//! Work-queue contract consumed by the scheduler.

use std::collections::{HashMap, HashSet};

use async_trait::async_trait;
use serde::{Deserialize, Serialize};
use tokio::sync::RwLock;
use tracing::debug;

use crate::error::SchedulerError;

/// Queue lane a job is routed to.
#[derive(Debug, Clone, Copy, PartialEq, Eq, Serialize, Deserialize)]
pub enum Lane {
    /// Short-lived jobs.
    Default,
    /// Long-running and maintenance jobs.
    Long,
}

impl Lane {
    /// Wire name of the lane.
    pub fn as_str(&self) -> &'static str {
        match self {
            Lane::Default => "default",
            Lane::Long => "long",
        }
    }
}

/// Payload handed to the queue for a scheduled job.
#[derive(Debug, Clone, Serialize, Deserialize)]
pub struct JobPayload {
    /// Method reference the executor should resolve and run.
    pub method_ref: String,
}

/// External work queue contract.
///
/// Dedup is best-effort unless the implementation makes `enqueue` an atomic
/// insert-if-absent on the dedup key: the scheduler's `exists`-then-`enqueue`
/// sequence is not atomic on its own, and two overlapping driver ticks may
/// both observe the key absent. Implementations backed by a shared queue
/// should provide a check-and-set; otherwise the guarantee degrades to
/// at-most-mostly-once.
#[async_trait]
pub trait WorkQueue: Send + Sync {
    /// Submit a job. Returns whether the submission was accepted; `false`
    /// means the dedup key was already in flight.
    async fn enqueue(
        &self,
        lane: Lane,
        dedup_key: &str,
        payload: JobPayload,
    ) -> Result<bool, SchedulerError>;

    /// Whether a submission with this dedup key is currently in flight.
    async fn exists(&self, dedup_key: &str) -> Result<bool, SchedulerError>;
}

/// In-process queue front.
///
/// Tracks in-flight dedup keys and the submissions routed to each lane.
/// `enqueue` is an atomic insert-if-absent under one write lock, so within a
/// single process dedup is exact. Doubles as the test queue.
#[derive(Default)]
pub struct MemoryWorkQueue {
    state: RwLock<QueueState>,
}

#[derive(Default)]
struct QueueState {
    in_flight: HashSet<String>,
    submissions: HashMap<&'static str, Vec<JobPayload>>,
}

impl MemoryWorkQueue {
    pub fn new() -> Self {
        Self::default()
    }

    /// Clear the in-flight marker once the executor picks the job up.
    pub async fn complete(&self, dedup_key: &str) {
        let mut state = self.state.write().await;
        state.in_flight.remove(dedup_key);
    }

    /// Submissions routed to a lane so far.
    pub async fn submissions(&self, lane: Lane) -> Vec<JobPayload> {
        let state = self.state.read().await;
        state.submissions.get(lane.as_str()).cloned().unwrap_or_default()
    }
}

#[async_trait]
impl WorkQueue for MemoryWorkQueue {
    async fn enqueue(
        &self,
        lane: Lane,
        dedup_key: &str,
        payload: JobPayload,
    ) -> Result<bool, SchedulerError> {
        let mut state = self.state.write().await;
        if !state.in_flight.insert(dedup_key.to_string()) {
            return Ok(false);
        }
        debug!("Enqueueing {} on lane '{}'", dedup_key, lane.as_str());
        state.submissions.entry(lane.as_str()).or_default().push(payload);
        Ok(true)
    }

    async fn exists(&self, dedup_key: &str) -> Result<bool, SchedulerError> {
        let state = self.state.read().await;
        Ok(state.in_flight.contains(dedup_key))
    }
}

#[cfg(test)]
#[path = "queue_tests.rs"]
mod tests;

##############################

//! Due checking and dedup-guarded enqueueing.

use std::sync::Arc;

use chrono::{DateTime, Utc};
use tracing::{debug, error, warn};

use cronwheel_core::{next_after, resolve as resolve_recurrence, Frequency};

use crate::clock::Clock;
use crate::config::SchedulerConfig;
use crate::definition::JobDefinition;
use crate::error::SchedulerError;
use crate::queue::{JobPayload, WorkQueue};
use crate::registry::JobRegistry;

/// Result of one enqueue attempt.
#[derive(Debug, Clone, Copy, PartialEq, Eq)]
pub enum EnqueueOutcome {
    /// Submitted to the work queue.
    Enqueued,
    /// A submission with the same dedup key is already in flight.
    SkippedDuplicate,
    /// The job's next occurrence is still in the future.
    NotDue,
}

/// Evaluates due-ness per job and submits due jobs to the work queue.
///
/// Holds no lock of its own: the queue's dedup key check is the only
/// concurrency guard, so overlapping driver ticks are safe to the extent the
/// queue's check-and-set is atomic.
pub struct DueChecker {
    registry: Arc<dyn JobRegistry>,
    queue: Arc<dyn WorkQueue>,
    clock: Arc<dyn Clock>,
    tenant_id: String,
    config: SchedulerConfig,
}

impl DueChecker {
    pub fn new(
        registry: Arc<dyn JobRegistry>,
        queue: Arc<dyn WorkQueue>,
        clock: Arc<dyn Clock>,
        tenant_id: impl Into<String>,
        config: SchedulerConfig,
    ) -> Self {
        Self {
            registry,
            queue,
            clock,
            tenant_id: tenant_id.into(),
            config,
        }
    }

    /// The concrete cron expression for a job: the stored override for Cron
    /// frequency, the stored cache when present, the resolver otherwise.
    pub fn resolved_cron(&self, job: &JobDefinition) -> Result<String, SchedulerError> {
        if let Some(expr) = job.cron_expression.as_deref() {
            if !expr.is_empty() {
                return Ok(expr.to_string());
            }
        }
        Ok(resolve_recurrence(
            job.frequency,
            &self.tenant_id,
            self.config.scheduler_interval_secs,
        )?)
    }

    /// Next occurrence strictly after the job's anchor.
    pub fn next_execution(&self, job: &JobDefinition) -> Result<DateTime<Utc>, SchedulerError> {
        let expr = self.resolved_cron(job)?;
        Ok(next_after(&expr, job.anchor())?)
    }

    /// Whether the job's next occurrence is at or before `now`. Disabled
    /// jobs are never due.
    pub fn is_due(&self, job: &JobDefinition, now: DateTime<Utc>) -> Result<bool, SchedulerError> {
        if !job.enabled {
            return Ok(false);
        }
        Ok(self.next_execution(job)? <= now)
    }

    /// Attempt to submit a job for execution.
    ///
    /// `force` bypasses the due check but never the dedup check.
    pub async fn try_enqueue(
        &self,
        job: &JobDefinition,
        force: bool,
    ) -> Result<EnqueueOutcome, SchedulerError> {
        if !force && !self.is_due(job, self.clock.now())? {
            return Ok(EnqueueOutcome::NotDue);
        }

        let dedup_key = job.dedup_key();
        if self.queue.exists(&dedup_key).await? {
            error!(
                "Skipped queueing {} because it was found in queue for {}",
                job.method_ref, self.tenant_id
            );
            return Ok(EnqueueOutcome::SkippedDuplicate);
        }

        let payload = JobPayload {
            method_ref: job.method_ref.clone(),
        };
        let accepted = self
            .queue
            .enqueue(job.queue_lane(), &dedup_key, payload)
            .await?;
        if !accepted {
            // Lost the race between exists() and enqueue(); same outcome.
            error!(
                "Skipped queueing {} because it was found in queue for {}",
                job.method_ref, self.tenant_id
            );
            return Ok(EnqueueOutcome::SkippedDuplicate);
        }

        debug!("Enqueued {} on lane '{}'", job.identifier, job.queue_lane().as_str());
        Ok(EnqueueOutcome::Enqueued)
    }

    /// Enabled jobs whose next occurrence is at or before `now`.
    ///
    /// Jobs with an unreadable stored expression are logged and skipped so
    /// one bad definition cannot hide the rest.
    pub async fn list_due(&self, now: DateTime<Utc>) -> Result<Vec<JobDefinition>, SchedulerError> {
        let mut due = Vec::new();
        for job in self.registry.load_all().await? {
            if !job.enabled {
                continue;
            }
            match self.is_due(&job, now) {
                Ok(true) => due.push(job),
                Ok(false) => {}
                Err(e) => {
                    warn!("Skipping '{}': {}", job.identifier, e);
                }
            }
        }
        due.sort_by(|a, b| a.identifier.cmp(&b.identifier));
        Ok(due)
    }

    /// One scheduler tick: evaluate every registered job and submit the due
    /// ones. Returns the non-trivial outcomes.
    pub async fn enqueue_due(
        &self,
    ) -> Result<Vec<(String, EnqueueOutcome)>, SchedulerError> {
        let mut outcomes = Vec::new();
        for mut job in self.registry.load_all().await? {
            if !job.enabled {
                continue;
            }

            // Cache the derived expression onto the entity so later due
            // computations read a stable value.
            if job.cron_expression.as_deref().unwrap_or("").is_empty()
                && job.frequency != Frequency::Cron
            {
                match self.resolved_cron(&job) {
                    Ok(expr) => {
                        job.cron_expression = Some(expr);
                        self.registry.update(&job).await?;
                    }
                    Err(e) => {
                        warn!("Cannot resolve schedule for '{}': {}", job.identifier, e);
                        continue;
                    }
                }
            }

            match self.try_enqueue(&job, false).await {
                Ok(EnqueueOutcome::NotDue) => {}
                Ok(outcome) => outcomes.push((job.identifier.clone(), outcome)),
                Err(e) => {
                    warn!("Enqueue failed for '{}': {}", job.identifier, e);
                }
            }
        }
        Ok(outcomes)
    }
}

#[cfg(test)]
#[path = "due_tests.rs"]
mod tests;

##############################

- Exercise brief: Tally the lines of the listing in which the word "exists" occurs, and state the total alone.

- Result of the task: 5